My friend Margaret and I were commiserating over our long to-do lists. She recalled once complaining to her ailing mother over the futility of trying to get through it all. She would never forget her mother’s response. I expected her to share something reassuring like “It’s a myth that you can do it all” or “God understands.”
Instead her mother said, “I wish I had something to do.”
Margaret reminded me that having things to do is a blessing. It means you’re still relevant.
But of course everyone is relevant. That some seem more relevant than others is an illusion.
When I visit my sister-in-law Beatrice in her group home, and witness her decline, and observe her non-verbal housemates, who have so little to offer this world in terms of what it demands, I consider that illusion, and the reality hidden behind it.

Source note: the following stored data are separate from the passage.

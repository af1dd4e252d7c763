//! Read-only access to the historical chain store.
//!
//! The gateway never writes to the store and does not care how it persists data; it only
//! needs a keyed lookup that distinguishes "not here" from "deliberately gone" (pruned) and
//! from "store is down".

pub mod memory;

pub use memory::MemoryStore;

use async_trait::async_trait;
use serde_json::Value;
use thiserror::Error;

use crate::{filter::LogFilter, types::Epoch};

#[derive(Debug, Clone, PartialEq, Eq, Error)]
pub enum StoreError {
    /// The store has no record for the key.
    #[error("not found in store")]
    NotFound,

    /// The data existed but has been pruned from the store.
    #[error("data already pruned")]
    Pruned,

    /// The store could not be queried.
    #[error("store unavailable: {0}")]
    Unavailable(String),
}

/// Typed lookup key. Hashes are kept as sent so malformed ones can be told apart before
/// the store is touched.
#[derive(Debug, Clone, PartialEq)]
pub enum StoreKey {
    BlockHash(String),
    Epoch(Epoch),
    BlockNumber(u64),
    TransactionHash(String),
    Receipt(String),
    BlocksByEpoch(Epoch),
    Logs(LogFilter),
}

/// One store lookup: the RPC method it serves plus its key.
#[derive(Debug, Clone, PartialEq)]
pub struct StoreQuery {
    pub method: &'static str,
    pub key: StoreKey,
    /// Whether full transactions were requested (block lookups only).
    pub include_txs: bool,
}

impl StoreQuery {
    #[must_use]
    pub fn new(method: &'static str, key: StoreKey) -> Self {
        Self { method, key, include_txs: false }
    }

    #[must_use]
    pub fn with_txs(mut self, include_txs: bool) -> Self {
        self.include_txs = include_txs;
        self
    }
}

#[async_trait]
pub trait Store: Send + Sync {
    /// # Errors
    ///
    /// [`StoreError::NotFound`] on a plain miss, [`StoreError::Pruned`] when the data is too
    /// old to be kept, [`StoreError::Unavailable`] on any backend failure.
    async fn get(&self, query: &StoreQuery) -> Result<Value, StoreError>;
}
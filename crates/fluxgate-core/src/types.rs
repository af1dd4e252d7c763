//! Core type definitions for JSON-RPC traffic and chain parameters.
//!
//! # Type Categories
//!
//! ## JSON-RPC Protocol Types
//! - [`JsonRpcRequest`], [`JsonRpcResponse`], [`JsonRpcError`]: Protocol conformance
//! - [`JsonRpcNotification`]: Server-pushed subscription payloads
//!
//! ## Chain Parameter Types
//! - [`Epoch`]: Numbered epoch or one of the named epoch tags
//! - [`Hash32`]: 32-byte block/transaction hash with strict parsing
//!
//! # Performance Notes
//!
//! The `jsonrpc` version field is a `Cow<'static, str>` and request ids are shared through
//! `Arc` so error responses can be built without deep-copying the id.

use serde::{de, Deserialize, Deserializer, Serialize, Serializer};
use std::{borrow::Cow, fmt, sync::Arc};

/// JSON-RPC protocol version constant to avoid repeated allocations.
/// Use `JSONRPC_VERSION_COW` for constructing requests/responses without allocation.
pub const JSONRPC_VERSION: &str = "2.0";

/// Pre-allocated `Cow` for JSON-RPC version - zero allocation for static usage.
pub const JSONRPC_VERSION_COW: Cow<'static, str> = Cow::Borrowed(JSONRPC_VERSION);

/// JSON-RPC 2.0 request structure.
///
/// # Fields
///
/// - `jsonrpc`: Protocol version (always "2.0")
/// - `method`: RPC method name (e.g., `cfx_epochNumber`, `cfx_getLogs`)
/// - `params`: Optional method parameters as JSON value
/// - `id`: Request identifier that must be echoed in the response
///
/// # Example
///
/// ```
/// use fluxgate_core::types::JsonRpcRequest;
/// use serde_json::json;
///
/// let request = JsonRpcRequest::new("cfx_epochNumber", None, json!(1));
///
/// assert_eq!(request.method, "cfx_epochNumber");
/// ```
#[derive(Debug, Clone, Serialize, Deserialize)]
pub struct JsonRpcRequest {
    pub jsonrpc: Cow<'static, str>,
    pub method: String,
    #[serde(default, skip_serializing_if = "Option::is_none")]
    pub params: Option<serde_json::Value>,
    #[serde(default = "default_request_id")]
    pub id: Arc<serde_json::Value>,
}

fn default_request_id() -> Arc<serde_json::Value> {
    Arc::new(serde_json::Value::Null)
}

impl JsonRpcRequest {
    /// Creates a new JSON-RPC request with zero allocation for the version string.
    #[must_use]
    pub fn new(
        method: impl Into<String>,
        params: Option<serde_json::Value>,
        id: serde_json::Value,
    ) -> Self {
        Self { jsonrpc: JSONRPC_VERSION_COW, method: method.into(), params, id: Arc::new(id) }
    }

    /// Returns the positional parameter at `index`, if the params are an array.
    #[must_use]
    pub fn param(&self, index: usize) -> Option<&serde_json::Value> {
        self.params.as_ref().and_then(|p| p.as_array()).and_then(|arr| arr.get(index))
    }

    /// Returns the params as sent, or an empty array when absent.
    #[must_use]
    pub fn params_or_empty(&self) -> serde_json::Value {
        self.params.clone().unwrap_or_else(|| serde_json::Value::Array(Vec::new()))
    }
}

/// JSON-RPC 2.0 response structure.
///
/// A response contains either a `result` (success) or an `error` (failure), but never both.
/// A successful `null` result is represented as `Some(Value::Null)` and is serialized.
///
/// # Example
///
/// ```
/// use fluxgate_core::types::JsonRpcResponse;
/// use serde_json::json;
/// use std::sync::Arc;
///
/// let response = JsonRpcResponse::success(json!("0x1234"), Arc::new(json!(1)));
/// assert!(response.result.is_some());
/// assert!(response.error.is_none());
///
/// let response =
///     JsonRpcResponse::error(-32600, "invalid request".to_string(), Arc::new(json!(1)));
/// assert!(response.error.is_some());
/// assert!(response.result.is_none());
/// ```
#[derive(Debug, Clone, Serialize, Deserialize)]
pub struct JsonRpcResponse {
    pub jsonrpc: Cow<'static, str>,
    #[serde(default, skip_serializing_if = "Option::is_none")]
    pub result: Option<serde_json::Value>,
    #[serde(default, skip_serializing_if = "Option::is_none")]
    pub error: Option<JsonRpcError>,
    pub id: Arc<serde_json::Value>,
}

impl JsonRpcResponse {
    /// Creates a successful JSON-RPC response with zero allocation for the version string.
    #[must_use]
    pub fn success(result: serde_json::Value, id: Arc<serde_json::Value>) -> Self {
        Self { jsonrpc: JSONRPC_VERSION_COW, result: Some(result), error: None, id }
    }

    /// Creates an error JSON-RPC response with zero allocation for the version string.
    #[must_use]
    pub fn error(code: i32, message: String, id: Arc<serde_json::Value>) -> Self {
        Self::from_error(JsonRpcError { code, message, data: None }, id)
    }

    /// Creates an error response carrying a complete error object (including `data`).
    #[must_use]
    pub fn from_error(error: JsonRpcError, id: Arc<serde_json::Value>) -> Self {
        Self { jsonrpc: JSONRPC_VERSION_COW, result: None, error: Some(error), id }
    }

    #[must_use]
    pub fn is_error(&self) -> bool {
        self.error.is_some()
    }
}

/// JSON-RPC 2.0 error object.
///
/// Standard error codes follow the JSON-RPC 2.0 convention:
///
/// - `-32700`: Parse error (invalid JSON)
/// - `-32600`: Invalid request (malformed JSON-RPC)
/// - `-32601`: Method not found
/// - `-32602`: Invalid params
/// - `-32603`: Internal error
/// - `-32000` to `-32099`: Server-defined errors
#[derive(Debug, Clone, PartialEq, Serialize, Deserialize)]
pub struct JsonRpcError {
    pub code: i32,
    pub message: String,
    #[serde(default, skip_serializing_if = "Option::is_none")]
    pub data: Option<serde_json::Value>,
}

/// Server-pushed subscription notification.
///
/// Exactly one of `result` and `error` is set in `params`.
#[derive(Debug, Clone, Serialize, Deserialize)]
pub struct JsonRpcNotification {
    pub jsonrpc: Cow<'static, str>,
    pub method: Cow<'static, str>,
    pub params: SubscriptionPayload,
}

#[derive(Debug, Clone, Serialize, Deserialize)]
pub struct SubscriptionPayload {
    pub subscription: String,
    #[serde(default, skip_serializing_if = "Option::is_none")]
    pub result: Option<serde_json::Value>,
    #[serde(default, skip_serializing_if = "Option::is_none")]
    pub error: Option<JsonRpcError>,
}

impl JsonRpcNotification {
    #[must_use]
    pub fn result(method: &'static str, subscription: &str, result: serde_json::Value) -> Self {
        Self {
            jsonrpc: JSONRPC_VERSION_COW,
            method: Cow::Borrowed(method),
            params: SubscriptionPayload {
                subscription: subscription.to_string(),
                result: Some(result),
                error: None,
            },
        }
    }

    #[must_use]
    pub fn error(method: &'static str, subscription: &str, error: JsonRpcError) -> Self {
        Self {
            jsonrpc: JSONRPC_VERSION_COW,
            method: Cow::Borrowed(method),
            params: SubscriptionPayload {
                subscription: subscription.to_string(),
                result: None,
                error: Some(error),
            },
        }
    }
}

/// Error type for hash parsing
#[derive(Debug, Clone, thiserror::Error)]
pub enum HashParseError {
    #[error("missing 0x prefix")]
    MissingPrefix,
    #[error("invalid hex: {0}")]
    InvalidHex(String),
    #[error("invalid length: expected 32 bytes, got {0}")]
    InvalidLength(usize),
}

/// 32-byte hash (used for transaction hashes, block hashes, etc.)
///
/// # Example
/// ```
/// use fluxgate_core::types::Hash32;
///
/// let hash: Hash32 = "0xabcd1234abcd1234abcd1234abcd1234abcd1234abcd1234abcd1234abcd1234"
///     .try_into()
///     .unwrap();
/// assert_eq!(hash.as_bytes()[0], 0xab);
/// ```
#[derive(Debug, Clone, Copy, PartialEq, Eq, Hash, PartialOrd, Ord, Default)]
pub struct Hash32(pub [u8; 32]);

impl Hash32 {
    /// Returns the inner byte array.
    #[must_use]
    pub fn as_bytes(&self) -> &[u8; 32] {
        &self.0
    }
}

impl TryFrom<&str> for Hash32 {
    type Error = HashParseError;

    fn try_from(value: &str) -> Result<Self, Self::Error> {
        let hex_str = value.strip_prefix("0x").ok_or(HashParseError::MissingPrefix)?;

        let bytes = hex::decode(hex_str).map_err(|e| HashParseError::InvalidHex(e.to_string()))?;

        if bytes.len() != 32 {
            return Err(HashParseError::InvalidLength(bytes.len()));
        }

        let mut arr = [0u8; 32];
        arr.copy_from_slice(&bytes);
        Ok(Hash32(arr))
    }
}

impl fmt::Display for Hash32 {
    fn fmt(&self, f: &mut fmt::Formatter<'_>) -> fmt::Result {
        write!(f, "0x{}", hex::encode(self.0))
    }
}

/// Returns true if `value` is a canonical hash string: `0x` followed by exactly 64 hex digits.
///
/// Only canonical hashes are usable as store keys; anything else goes straight to a node so
/// the caller sees the node's own validation error.
#[must_use]
pub fn is_canonical_hash(value: &str) -> bool {
    value.len() == 66 && Hash32::try_from(value).is_ok()
}

/// Named epoch tags understood by the chain RPC.
#[derive(Debug, Clone, Copy, PartialEq, Eq, Hash)]
pub enum EpochTag {
    Earliest,
    LatestCheckpoint,
    LatestFinalized,
    LatestConfirmed,
    LatestState,
    LatestMined,
}

impl EpochTag {
    #[must_use]
    pub fn as_str(&self) -> &'static str {
        match self {
            Self::Earliest => "earliest",
            Self::LatestCheckpoint => "latest_checkpoint",
            Self::LatestFinalized => "latest_finalized",
            Self::LatestConfirmed => "latest_confirmed",
            Self::LatestState => "latest_state",
            Self::LatestMined => "latest_mined",
        }
    }

    fn parse(value: &str) -> Option<Self> {
        Some(match value {
            "earliest" => Self::Earliest,
            "latest_checkpoint" => Self::LatestCheckpoint,
            "latest_finalized" => Self::LatestFinalized,
            "latest_confirmed" => Self::LatestConfirmed,
            "latest_state" => Self::LatestState,
            "latest_mined" => Self::LatestMined,
            _ => return None,
        })
    }
}

#[derive(Debug, Clone, PartialEq, Eq, thiserror::Error)]
#[error("invalid epoch: {0}")]
pub struct EpochParseError(pub String);

/// An epoch parameter: either a concrete number or a named tag.
///
/// Serializes to the same JSON form the chain RPC accepts (`"0x1a"` or `"latest_state"`).
///
/// ```
/// use fluxgate_core::types::{Epoch, EpochTag};
///
/// assert_eq!("0x10".parse::<Epoch>().unwrap(), Epoch::Number(16));
/// assert_eq!("latest_state".parse::<Epoch>().unwrap(), Epoch::Tag(EpochTag::LatestState));
/// ```
#[derive(Debug, Clone, Copy, PartialEq, Eq, Hash)]
pub enum Epoch {
    Number(u64),
    Tag(EpochTag),
}

impl Epoch {
    pub const LATEST_CHECKPOINT: Epoch = Epoch::Tag(EpochTag::LatestCheckpoint);
    pub const LATEST_STATE: Epoch = Epoch::Tag(EpochTag::LatestState);
    pub const LATEST_MINED: Epoch = Epoch::Tag(EpochTag::LatestMined);

    #[must_use]
    pub fn as_number(&self) -> Option<u64> {
        match self {
            Self::Number(n) => Some(*n),
            Self::Tag(_) => None,
        }
    }

    /// Label used for input-epoch metrics.
    #[must_use]
    pub fn metric_label(&self) -> &'static str {
        match self {
            Self::Number(_) => "number",
            Self::Tag(tag) => tag.as_str(),
        }
    }
}

impl std::str::FromStr for Epoch {
    type Err = EpochParseError;

    fn from_str(s: &str) -> Result<Self, Self::Err> {
        if let Some(tag) = EpochTag::parse(s) {
            return Ok(Self::Tag(tag));
        }
        parse_quantity(s).map(Self::Number).ok_or_else(|| EpochParseError(s.to_string()))
    }
}

impl fmt::Display for Epoch {
    fn fmt(&self, f: &mut fmt::Formatter<'_>) -> fmt::Result {
        match self {
            Self::Number(n) => write!(f, "{n:#x}"),
            Self::Tag(tag) => f.write_str(tag.as_str()),
        }
    }
}

impl Serialize for Epoch {
    fn serialize<S: Serializer>(&self, serializer: S) -> Result<S::Ok, S::Error> {
        serializer.collect_str(self)
    }
}

impl<'de> Deserialize<'de> for Epoch {
    fn deserialize<D: Deserializer<'de>>(deserializer: D) -> Result<Self, D::Error> {
        let raw = String::deserialize(deserializer)?;
        raw.parse().map_err(de::Error::custom)
    }
}

/// Parses a `0x`-prefixed hex quantity.
#[must_use]
pub fn parse_quantity(value: &str) -> Option<u64> {
    let digits = value.strip_prefix("0x")?;
    if digits.is_empty() {
        return None;
    }
    u64::from_str_radix(digits, 16).ok()
}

On the surface, it seems certain people are merely a burden, that some of us are important, others less so.
Today I woke up with nerve pain extending along the left side of my body. Simple movements trigger the pain, and occasionally my leg will give way when walking. I’ve taken up precious time to stretch and roll around the floor on my foam roller. Moving is a problem.
Consequently, I’m behind in the day’s tasks. The dinner I’d planned to cook for my husband and a friend is getting less elaborate by the hour, and may soon become Mexican takeout. I’m punting on ambitions like tidying the kitchen desk and sweeping the porch. Standards are lowering.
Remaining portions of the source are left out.